Local people from Portsmouth to Scarborough have been protesting against ISTCs draining scarce NHS funds, which has led to service closures and staff redundancies to balance the books. There is not an area of the country where services are not being cut and closed. Protests against the closures of accident and emergency departments and hospital services are happening in Surrey, East and West Sussex, Kent, Worcester, Manchester, Leeds, Durham and Huddersfield; and against the 150 community hospitals in places such as Norfolk, Cambridge, Leicester, Devon, Marlborough and Bromley. The NHS, the government says, has had unprecedented levels of funding - so where has all the money gone if it isn't into services? Is it really all down to bad managers and greedy doctors and nurses?

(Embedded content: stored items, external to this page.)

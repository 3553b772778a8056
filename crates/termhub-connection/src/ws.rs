//! tokio-tungstenite implementation of [`Transport`]

use std::collections::HashMap;

use futures_util::{SinkExt, StreamExt};
use tokio::sync::mpsc;
use tokio::task::JoinHandle;
use tokio_tungstenite::connect_async;
use tokio_tungstenite::tungstenite::{Error as WsError, Message};

use termhub_types::{AuthorizationError, TransportError};

use crate::transport::{Incoming, SocketEvent, SocketFailure, SocketId, Transport, TransportEvent};

enum Outbound {
    Frame(String),
    Close,
}

struct SocketTask {
    outbound: mpsc::UnboundedSender<Outbound>,
    handle: JoinHandle<()>,
}

/// One spawned task per socket; every event lands on the channel returned by [`WsTransport::new`]
pub struct WsTransport {
    events: mpsc::UnboundedSender<TransportEvent>,
    sockets: HashMap<SocketId, SocketTask>,
}

impl WsTransport {
    pub fn new() -> (Self, mpsc::UnboundedReceiver<TransportEvent>) {
        let (events, rx) = mpsc::unbounded_channel();
        let transport = Self {
            events,
            sockets: HashMap::new(),
        };
        (transport, rx)
    }
}

impl Transport for WsTransport {
    fn open(&mut self, socket: SocketId, url: &str) {
        self.sockets.retain(|_, task| !task.handle.is_finished());
        let (outbound, rx) = mpsc::unbounded_channel();
        let handle = tokio::spawn(run_socket(
            socket,
            url.to_string(),
            rx,
            self.events.clone(),
        ));
        self.sockets.insert(socket, SocketTask { outbound, handle });
    }

    fn send(&mut self, socket: SocketId, frame: &str) -> Result<(), TransportError> {
        let task = self.sockets.get(&socket).ok_or(TransportError::NotOpen)?;
        task.outbound
            .send(Outbound::Frame(frame.to_string()))
            .map_err(|_| TransportError::NotOpen)
    }

    fn close(&mut self, socket: SocketId) {
        if let Some(task) = self.sockets.remove(&socket) {
            if task.outbound.send(Outbound::Close).is_err() {
                task.handle.abort();
            }
        }
    }
}

impl Drop for WsTransport {
    fn drop(&mut self) {
        for (_, task) in self.sockets.drain() {
            task.handle.abort();
        }
    }
}

async fn run_socket(
    socket: SocketId,
    url: String,
    mut outbound: mpsc::UnboundedReceiver<Outbound>,
    events: mpsc::UnboundedSender<TransportEvent>,
) {
    let emit = |event: SocketEvent| {
        let _ = events.send(TransportEvent::new(socket, event));
    };

    let stream = match connect_async(url.as_str()).await {
        Ok((stream, _response)) => stream,
        Err(e) => {
            emit(SocketEvent::Error(classify_connect_error(&url, e)));
            return;
        }
    };
    emit(SocketEvent::Opened);

    let (mut sink, mut stream) = stream.split();
    loop {
        tokio::select! {
            command = outbound.recv() => match command {
                Some(Outbound::Frame(text)) => {
                    if let Err(e) = sink.send(Message::Text(text.into())).await {
                        emit(SocketEvent::Error(SocketFailure::Transport(TransportError::Io(
                            e.to_string(),
                        ))));
                        return;
                    }
                }
                Some(Outbound::Close) | None => {
                    let _ = sink.send(Message::Close(None)).await;
                    let _ = sink.close().await;
                    emit(SocketEvent::Closed {
                        code: Some(1000),
                        reason: "closed by client".to_string(),
                    });
                    return;
                }
            },
            incoming = stream.next() => match incoming {
                Some(Ok(Message::Text(text))) => {
                    emit(SocketEvent::Message(Incoming::Text(text.as_str().to_owned())));
                }
                Some(Ok(Message::Binary(bytes))) => {
                    emit(SocketEvent::Message(Incoming::Binary(bytes.to_vec())));
                }
                Some(Ok(Message::Close(frame))) => {
                    let (code, reason) = match frame {
                        Some(frame) => (Some(u16::from(frame.code)), frame.reason.as_str().to_owned()),
                        None => (None, String::new()),
                    };
                    emit(SocketEvent::Closed { code, reason });
                    return;
                }
                // Ping/pong are answered by tungstenite itself
                Some(Ok(_)) => {}
                Some(Err(e)) => {
                    emit(SocketEvent::Error(SocketFailure::Transport(TransportError::Io(
                        e.to_string(),
                    ))));
                    return;
                }
                None => {
                    emit(SocketEvent::Closed {
                        code: None,
                        reason: String::new(),
                    });
                    return;
                }
            },
        }
    }
}

/// 401/403 handshake responses are authorization failures, everything else is retryable
fn classify_connect_error(url: &str, error: WsError) -> SocketFailure {
    if let WsError::Http(response) = &error {
        let status = response.status().as_u16();
        if status == 401 || status == 403 {
            return SocketFailure::Unauthorized(AuthorizationError {
                reason: format!("Unauthorized (HTTP {})", status),
            });
        }
    }
    SocketFailure::Transport(TransportError::Connect {
        url: url.to_string(),
        reason: error.to_string(),
    })
}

All markets need systems for pricing, billing and invoicing. Labour has introduced those: the electronic patient record, part of the £1bn IT disaster. The NHS too is being transformed from within. Foundation trusts such as University College London Hospitals Trust have been given new powers to enter joint ventures with commercial companies such as the Hospital Corporation of America and to spend millions of pounds on advertising campaigns, PR agents, mega-departments of finance and accounting, press officers, management consultants and profits. As in the US, billions of pounds, probably approaching 20% of annual NHS funds - estimated to be £20bn in England in a year - are being squandered on what are called the transaction costs of the market.
Earlier this year the US chief executive officer of UnitedHealth, Bill McGuire, was sacked along with other board members for repricing share options. His annual $126m package was not enough for him. Meanwhile more than 50 million Americans, including 10 million children, go without care - in the richest country in the world. Is this what we want?
· Allyson Pollock is author of NHS plc: The Privatisation of Our Healthcare and professor and head of the centre for international public health policy at the University of Edinburgh.
Interesting piece about how greed and capitalism are not turning out to be the cure for the NHS. And, on the other hand, how the NHS needs some serious work, making the case for Medicare for all all the stronger.